Wenn nicht die Gegenstände selbst, sondern ihre Ordnung das Interesse 
aller Malerei ist, so gab es nur die Form, die die einzige malerische 
Anschauung dieser Männer war und die selbst die Farbe beherrschte, sowie 
heute die Farbe eine Form beherrschen kann. Sie kleiden ihre Figuren nach 
den Gesetzen des formalen Rhythmus und die Heiligen einer Conversazione 
mussten oft ihre Ober- und Unterkleider in dem grossen Magazine der 
Draperie gemeinsam aussuchen, um sie dann auf dem Bilde _in gehörigen 
Corresponsionen anzuziehen. Die mythologischen Gestalten ordnen sich 
nach denselben Gesetzen, die die Composition von Arabesken und Ranken 
bestimmen, und ihr Ensemble ist stets ein Tanz wohl disponirter Gliedmassen. 
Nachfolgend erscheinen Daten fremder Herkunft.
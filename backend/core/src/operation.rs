//! Operation request/result envelopes exchanged with a session agent.

use serde::{Deserialize, Serialize};
use serde_json::{Map, Value};

/// One named call with its raw, not yet validated parameters.
#[derive(Debug, Clone, Default, Serialize, Deserialize)]
pub struct OperationRequest {
    pub name: String,
    #[serde(default)]
    pub params: Map<String, Value>,
}

impl OperationRequest {
    pub fn new(name: impl Into<String>) -> Self {
        Self {
            name: name.into(),
            params: Map::new(),
        }
    }

    /// Builder-style helper for tests and the CLI.
    pub fn with_param(mut self, key: impl Into<String>, value: impl Into<Value>) -> Self {
        self.params.insert(key.into(), value.into());
        self
    }

    /// Build a request from a JSON `arguments` value. Non-object values are
    /// treated as "no parameters".
    pub fn from_arguments(name: impl Into<String>, arguments: Option<Value>) -> Self {
        let params = match arguments {
            Some(Value::Object(map)) => map,
            _ => Map::new(),
        };
        Self {
            name: name.into(),
            params,
        }
    }
}

/// Outcome of an operation. Callers tell the two apart only through
/// [`OperationResult::is_error`].
#[derive(Debug, Clone, PartialEq)]
pub enum OperationResult {
    /// Operation-specific object; always carries `request_count`.
    Success { data: Value },
    Failure { message: String },
}

impl OperationResult {
    pub fn success(data: Value) -> Self {
        OperationResult::Success { data }
    }

    pub fn failure(message: impl Into<String>) -> Self {
        OperationResult::Failure {
            message: message.into(),
        }
    }

    pub fn is_error(&self) -> bool {
        matches!(self, OperationResult::Failure { .. })
    }

    pub fn data(&self) -> Option<&Value> {
        match self {
            OperationResult::Success { data } => Some(data),
            OperationResult::Failure { .. } => None,
        }
    }

    pub fn message(&self) -> Option<&str> {
        match self {
            OperationResult::Success { .. } => None,
            OperationResult::Failure { message } => Some(message),
        }
    }

    /// Wire form: the data object on success, `{message, isError: true}` on failure.
    pub fn to_json(&self) -> Value {
        match self {
            OperationResult::Success { data } => data.clone(),
            OperationResult::Failure { message } => serde_json::json!({
                "message": message,
                "isError": true,
            }),
        }
    }
}

impl Serialize for OperationResult {
    fn serialize<S: serde::Serializer>(&self, serializer: S) -> Result<S::Ok, S::Error> {
        self.to_json().serialize(serializer)
    }
}
//! Canned upstream for gateway tests.

use std::sync::atomic::{AtomicUsize, Ordering};
use std::sync::{Arc, Mutex};

use async_trait::async_trait;
use chrono::{DateTime, TimeZone, Utc};
use forumlink_agent::{Clock, HttpTransport, UpstreamRequest, UpstreamResponse};
use forumlink_config::ForumSettings;
use forumlink_core::ForumError;
use serde_json::Value;

/// Answers every request with the same body, or 503 when it has none.
pub struct StaticTransport {
    body: Option<Value>,
    calls: AtomicUsize,
}

impl StaticTransport {
    pub fn empty() -> Arc<Self> {
        Arc::new(Self {
            body: None,
            calls: AtomicUsize::new(0),
        })
    }

    pub fn json(body: Value) -> Arc<Self> {
        Arc::new(Self {
            body: Some(body),
            calls: AtomicUsize::new(0),
        })
    }

    pub fn calls(&self) -> usize {
        self.calls.load(Ordering::SeqCst)
    }
}

#[async_trait]
impl HttpTransport for StaticTransport {
    async fn execute(&self, _request: UpstreamRequest) -> Result<UpstreamResponse, ForumError> {
        self.calls.fetch_add(1, Ordering::SeqCst);
        Ok(match &self.body {
            Some(body) => UpstreamResponse {
                status: 200,
                status_text: "OK".into(),
                body: body.to_string(),
            },
            None => UpstreamResponse {
                status: 503,
                status_text: "Service Unavailable".into(),
                body: String::new(),
            },
        })
    }
}

pub fn settings() -> ForumSettings {
    ForumSettings::new("https://forum.example.com", "test-key", "system")
}

/// A clock the test moves by hand.
#[derive(Clone)]
pub struct ManualClock {
    now: Arc<Mutex<DateTime<Utc>>>,
}

impl ManualClock {
    pub fn new() -> Self {
        let start = Utc.with_ymd_and_hms(2024, 5, 1, 12, 0, 0).unwrap();
        Self {
            now: Arc::new(Mutex::new(start)),
        }
    }

    pub fn advance(&self, by: chrono::Duration) {
        *self.now.lock().unwrap() += by;
    }

    pub fn clock(&self) -> Clock {
        let now = self.now.clone();
        Arc::new(move || *now.lock().unwrap())
    }
}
Piero di Cosimo und Botticelli führen einen strengen Oberbefehl über die 
Ordnung der Olympier, die die Wände fürstlicher Säle zu schmücken 
berufen sind. Selbst im Schlafe, nach der Liebe Lust, dürfen sie diese 
Rhythmen nicht vergessen. Und alles ist von der Form geregelt, das Einzelne 
und das Ganze, von der Form, in der sich die Eigenarten der Künstler 
aussprechen. Selbst das Porträt an der Wand hatte lange seinen grössten 
Reiz in jenem feinen Liniengedicht, das Pisanello und Domenico Veneziano 
über das scharfe Profil einer jungen Dame componirten. 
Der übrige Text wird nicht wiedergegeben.